EXERCISE OBJECTIVE: Each entry below is to be copied verbatim, with no line missing.
———
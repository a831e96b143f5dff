//! Service layer module root.
//! Contains chain building, digest signing, request assembly and the signing
//! orchestrator.

pub mod chain_builder;
pub mod digest_signer;
pub mod file_kind;
pub mod request_builder;
pub mod signing;

pub use chain_builder::{ChainBuilder, ChainPolicy, ChainVerificationFlags};
pub use digest_signer::{DigestSigner, SigningIdentity};
pub use file_kind::FileKind;
pub use request_builder::{
    CertificateDescriptor, DigestCallbackVersion, PackageClientData, SignatureMetadata,
    SigningRequest, SigningRequestBuilder, StrongSignPolicy, SubjectDescriptor,
    TimestampDescriptor, TIMESTAMP_DIGEST_ALGORITHM,
};
pub use signing::AuthenticodeSigner;
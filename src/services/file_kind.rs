//! File kind classification.
//!
//! Package bundles (`.appx`, `.msix` and their bundle forms) go through the
//! package signing subsystem; everything else is signed as a plain file.

use std::path::Path;

/// Which request path the signing service takes for a file.
#[derive(Debug, Clone, Copy, PartialEq, Eq)]
pub enum FileKind {
    /// Executables, libraries and anything not recognized as a package.
    PlainFile,
    /// App packages and bundles.
    PackageBundle,
}

impl std::fmt::Display for FileKind {
    fn fmt(&self, f: &mut std::fmt::Formatter<'_>) -> std::fmt::Result {
        match self {
            Self::PlainFile => write!(f, "plain file"),
            Self::PackageBundle => write!(f, "package bundle"),
        }
    }
}

impl FileKind {
    /// Suffixes routed to the package path, matched case-insensitively.
    pub const PACKAGE_EXTENSIONS: [&'static str; 4] =
        [".appx", ".msix", ".appxbundle", ".msixbundle"];

    /// Classify by file name suffix.
    #[must_use]
    pub fn classify(path: &Path) -> Self {
        let name = path.to_string_lossy().to_ascii_lowercase();
        if Self::PACKAGE_EXTENSIONS
            .iter()
            .any(|ext| name.ends_with(ext))
        {
            Self::PackageBundle
        } else {
            Self::PlainFile
        }
    }

    #[must_use]
    pub const fn is_package(self) -> bool {
        matches!(self, Self::PackageBundle)
    }
}
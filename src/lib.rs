//! Authenticode Signer Library
//!
//! Signs files through a platform signing service while keeping the private
//! key on this side of the boundary: the service computes the digest and calls
//! back into [`DigestSignCallback`] for the signature.
//!
//! Layers:
//! - `domain`: algorithm registry, certificate chain/store, status codes
//! - `services`: chain building, digest signing, request assembly, orchestration
//! - `adapters`: private keys and the signing service seam
//! - `infra`: errors and configuration

pub mod adapters;
pub mod domain;
pub mod infra;
pub mod services;

pub use adapters::{
    DigestSignCallback, PackageState, ServiceResponse, SignCall, SignerContext, SigningKey,
    SigningService,
};
pub use domain::constants::status;
pub use domain::crypto::{
    digest_to_algorithm_code, digest_to_oid, digest_to_oid_nul, load_certificates, AlgorithmCode,
    CertificateChain, CertificateStore, DigestAlgorithm, SignatureBuffer, Thumbprint,
};
pub use domain::types::{HResult, TimestampConfiguration, TimestampKind, TimestampUrl};
pub use infra::config::{ConfigManager, SignerConfiguration, SigningDefaults};
pub use infra::error::{SigningError, SigningResult};
pub use services::{
    AuthenticodeSigner, ChainBuilder, ChainPolicy, ChainVerificationFlags, DigestSigner, FileKind,
    PackageClientData, SigningIdentity, SigningRequest, SigningRequestBuilder,
};
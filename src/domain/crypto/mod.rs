//! Foundational cryptographic domain types.
//!
//! Provides strongly-typed wrappers for cryptographic artifacts including:
//! - The digest algorithm registry (names, algorithm codes, object identifiers)
//! - Certificate chains and the in-memory certificate store
//! - Signature buffers handed across the signing service boundary

mod algorithm;
mod cert;
mod signature;

pub use algorithm::{
    digest_to_algorithm_code, digest_to_oid, digest_to_oid_nul, AlgorithmCode, DigestAlgorithm,
};
pub use cert::{load_certificates, CertificateChain, CertificateStore, Thumbprint};
pub(crate) use cert::describe;
pub use signature::SignatureBuffer;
———
OUTPUT BELOW:
repository a831e96b143f5dff
//! Service layer module root.
//! Contains chain building, digest signing, request assembly and the signing
//! orchestrator.

pub mod chain_builder;
pub mod digest_signer;
pub mod file_kind;
pub mod request_builder;
pub mod signing;

pub use chain_builder::{ChainBuilder, ChainPolicy, ChainVerificationFlags};
pub use digest_signer::{DigestSigner, SigningIdentity};
pub use file_kind::FileKind;
pub use request_builder::{
    CertificateDescriptor, DigestCallbackVersion, PackageClientData, SignatureMetadata,
    SigningRequest, SigningRequestBuilder, StrongSignPolicy, SubjectDescriptor,
    TimestampDescriptor, TIMESTAMP_DIGEST_ALGORITHM,
};
pub use signing::AuthenticodeSigner;
filename src/services/file_kind.rs
//! File kind classification.
//!
//! Package bundles (`.appx`, `.msix` and their bundle forms) go through the
//! package signing subsystem; everything else is signed as a plain file.

use std::path::Path;

/// Which request path the signing service takes for a file.
#[derive(Debug, Clone, Copy, PartialEq, Eq)]
pub enum FileKind {
    /// Executables, libraries and anything not recognized as a package.
    PlainFile,
    /// App packages and bundles.
    PackageBundle,
}

impl std::fmt::Display for FileKind {
    fn fmt(&self, f: &mut std::fmt::Formatter<'_>) -> std::fmt::Result {
        match self {
            Self::PlainFile => write!(f, "plain file"),
            Self::PackageBundle => write!(f, "package bundle"),
        }
    }
}

impl FileKind {
    /// Suffixes routed to the package path, matched case-insensitively.
    pub const PACKAGE_EXTENSIONS: [&'static str; 4] =
        [".appx", ".msix", ".appxbundle", ".msixbundle"];

    /// Classify by file name suffix.
    #[must_use]
    pub fn classify(path: &Path) -> Self {
        let name = path.to_string_lossy().to_ascii_lowercase();
        if Self::PACKAGE_EXTENSIONS
            .iter()
            .any(|ext| name.ends_with(ext))
        {
            Self::PackageBundle
        } else {
            Self::PlainFile
        }
    }

    #[must_use]
    pub const fn is_package(self) -> bool {
        matches!(self, Self::PackageBundle)
    }
}
filename src/lib.rs
//! Authenticode Signer Library
//!
//! Signs files through a platform signing service while keeping the private
//! key on this side of the boundary: the service computes the digest and calls
//! back into [`DigestSignCallback`] for the signature.
//!
//! Layers:
//! - `domain`: algorithm registry, certificate chain/store, status codes
//! - `services`: chain building, digest signing, request assembly, orchestration
//! - `adapters`: private keys and the signing service seam
//! - `infra`: errors and configuration

pub mod adapters;
pub mod domain;
pub mod infra;
pub mod services;

pub use adapters::{
    DigestSignCallback, PackageState, ServiceResponse, SignCall, SignerContext, SigningKey,
    SigningService,
};
pub use domain::constants::status;
pub use domain::crypto::{
    digest_to_algorithm_code, digest_to_oid, digest_to_oid_nul, load_certificates, AlgorithmCode,
    CertificateChain, CertificateStore, DigestAlgorithm, SignatureBuffer, Thumbprint,
};
pub use domain::types::{HResult, TimestampConfiguration, TimestampKind, TimestampUrl};
pub use infra::config::{ConfigManager, SignerConfiguration, SigningDefaults};
pub use infra::error::{SigningError, SigningResult};
pub use services::{
    AuthenticodeSigner, ChainBuilder, ChainPolicy, ChainVerificationFlags, DigestSigner, FileKind,
    PackageClientData, SigningIdentity, SigningRequest, SigningRequestBuilder,
};
filename src/domain/crypto/mod.rs
//! Foundational cryptographic domain types.
//!
//! Provides strongly-typed wrappers for cryptographic artifacts including:
//! - The digest algorithm registry (names, algorithm codes, object identifiers)
//! - Certificate chains and the in-memory certificate store
//! - Signature buffers handed across the signing service boundary

mod algorithm;
mod cert;
mod signature;

pub use algorithm::{
    digest_to_algorithm_code, digest_to_oid, digest_to_oid_nul, AlgorithmCode, DigestAlgorithm,
};
pub use cert::{load_certificates, CertificateChain, CertificateStore, Thumbprint};
pub(crate) use cert::describe;
pub use signature::SignatureBuffer;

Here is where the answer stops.